About this task: Whenever the word "buffers" turns up in a line of the data below, copy that line.

Data extracts:
--- START ---

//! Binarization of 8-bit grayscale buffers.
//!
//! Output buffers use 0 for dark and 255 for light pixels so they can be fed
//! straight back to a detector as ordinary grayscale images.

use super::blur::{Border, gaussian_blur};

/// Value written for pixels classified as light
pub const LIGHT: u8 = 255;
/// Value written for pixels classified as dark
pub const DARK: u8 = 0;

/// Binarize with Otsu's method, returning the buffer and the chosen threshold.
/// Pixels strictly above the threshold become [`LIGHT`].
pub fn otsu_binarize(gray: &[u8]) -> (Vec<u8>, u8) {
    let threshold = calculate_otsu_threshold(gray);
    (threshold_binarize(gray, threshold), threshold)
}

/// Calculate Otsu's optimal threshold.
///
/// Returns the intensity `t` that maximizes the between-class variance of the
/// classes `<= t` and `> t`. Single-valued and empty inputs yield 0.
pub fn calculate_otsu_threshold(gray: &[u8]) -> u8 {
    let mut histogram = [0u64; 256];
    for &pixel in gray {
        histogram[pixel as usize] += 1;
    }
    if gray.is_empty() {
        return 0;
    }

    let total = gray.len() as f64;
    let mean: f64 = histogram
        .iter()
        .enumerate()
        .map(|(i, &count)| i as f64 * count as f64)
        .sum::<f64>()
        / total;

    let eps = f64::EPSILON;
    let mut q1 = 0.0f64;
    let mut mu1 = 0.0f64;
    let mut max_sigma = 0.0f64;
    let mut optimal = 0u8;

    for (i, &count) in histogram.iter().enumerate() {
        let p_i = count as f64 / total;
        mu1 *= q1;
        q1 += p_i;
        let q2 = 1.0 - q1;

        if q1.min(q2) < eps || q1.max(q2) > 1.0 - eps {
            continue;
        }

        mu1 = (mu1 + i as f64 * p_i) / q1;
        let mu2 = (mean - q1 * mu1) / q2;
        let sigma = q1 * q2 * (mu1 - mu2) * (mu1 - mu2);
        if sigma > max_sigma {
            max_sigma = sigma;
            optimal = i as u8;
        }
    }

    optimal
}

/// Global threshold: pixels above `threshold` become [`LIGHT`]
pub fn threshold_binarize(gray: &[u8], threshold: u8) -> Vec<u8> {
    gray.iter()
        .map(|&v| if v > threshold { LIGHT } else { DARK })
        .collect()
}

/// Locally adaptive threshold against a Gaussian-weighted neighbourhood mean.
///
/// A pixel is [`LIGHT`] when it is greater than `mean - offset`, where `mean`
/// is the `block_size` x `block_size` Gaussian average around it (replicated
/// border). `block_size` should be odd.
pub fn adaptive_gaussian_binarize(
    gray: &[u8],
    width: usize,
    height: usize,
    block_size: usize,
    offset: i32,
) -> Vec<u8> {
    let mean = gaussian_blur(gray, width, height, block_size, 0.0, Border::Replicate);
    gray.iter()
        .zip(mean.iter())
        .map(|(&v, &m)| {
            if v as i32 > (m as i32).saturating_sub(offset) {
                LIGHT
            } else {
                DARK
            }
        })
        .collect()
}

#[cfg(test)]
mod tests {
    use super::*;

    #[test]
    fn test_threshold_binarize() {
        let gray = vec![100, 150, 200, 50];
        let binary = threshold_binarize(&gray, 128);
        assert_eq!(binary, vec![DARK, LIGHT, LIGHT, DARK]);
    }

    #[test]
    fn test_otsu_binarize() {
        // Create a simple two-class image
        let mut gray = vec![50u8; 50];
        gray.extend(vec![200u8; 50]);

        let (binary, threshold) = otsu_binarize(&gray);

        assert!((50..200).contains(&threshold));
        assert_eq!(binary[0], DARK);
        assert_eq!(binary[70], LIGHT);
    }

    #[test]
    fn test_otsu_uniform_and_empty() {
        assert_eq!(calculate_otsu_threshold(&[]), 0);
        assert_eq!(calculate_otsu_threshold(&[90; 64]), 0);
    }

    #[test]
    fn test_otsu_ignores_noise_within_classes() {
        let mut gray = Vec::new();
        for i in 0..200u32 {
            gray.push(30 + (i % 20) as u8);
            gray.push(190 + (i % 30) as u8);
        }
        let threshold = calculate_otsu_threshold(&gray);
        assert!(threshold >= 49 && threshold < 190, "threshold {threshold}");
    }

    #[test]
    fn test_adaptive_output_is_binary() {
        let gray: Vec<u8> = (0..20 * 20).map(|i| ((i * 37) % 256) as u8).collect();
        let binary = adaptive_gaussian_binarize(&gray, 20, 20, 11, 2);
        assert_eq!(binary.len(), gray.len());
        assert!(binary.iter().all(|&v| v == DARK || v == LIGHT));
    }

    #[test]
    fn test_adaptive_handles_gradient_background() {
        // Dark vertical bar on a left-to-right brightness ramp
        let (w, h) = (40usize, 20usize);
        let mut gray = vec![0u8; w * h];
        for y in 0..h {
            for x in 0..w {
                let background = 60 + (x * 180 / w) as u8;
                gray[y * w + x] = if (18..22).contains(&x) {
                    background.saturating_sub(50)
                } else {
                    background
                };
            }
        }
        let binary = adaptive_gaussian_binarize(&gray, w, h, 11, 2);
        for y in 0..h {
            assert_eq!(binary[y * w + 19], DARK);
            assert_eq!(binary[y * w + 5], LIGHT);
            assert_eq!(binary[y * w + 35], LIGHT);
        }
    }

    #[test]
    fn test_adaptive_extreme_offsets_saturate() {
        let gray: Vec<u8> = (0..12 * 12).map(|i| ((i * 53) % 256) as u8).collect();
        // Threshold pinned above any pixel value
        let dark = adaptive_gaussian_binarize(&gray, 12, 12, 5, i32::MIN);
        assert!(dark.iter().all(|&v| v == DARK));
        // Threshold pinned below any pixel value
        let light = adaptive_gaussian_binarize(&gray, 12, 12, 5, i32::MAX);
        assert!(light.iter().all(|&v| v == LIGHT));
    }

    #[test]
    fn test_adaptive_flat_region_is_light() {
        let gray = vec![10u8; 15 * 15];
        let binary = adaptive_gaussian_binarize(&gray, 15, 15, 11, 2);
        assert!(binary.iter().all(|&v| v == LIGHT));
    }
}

--- END ---

Answer box:
//! Binarization of 8-bit grayscale buffers.
//! Output buffers use 0 for dark and 255 for light pixels so they can be fed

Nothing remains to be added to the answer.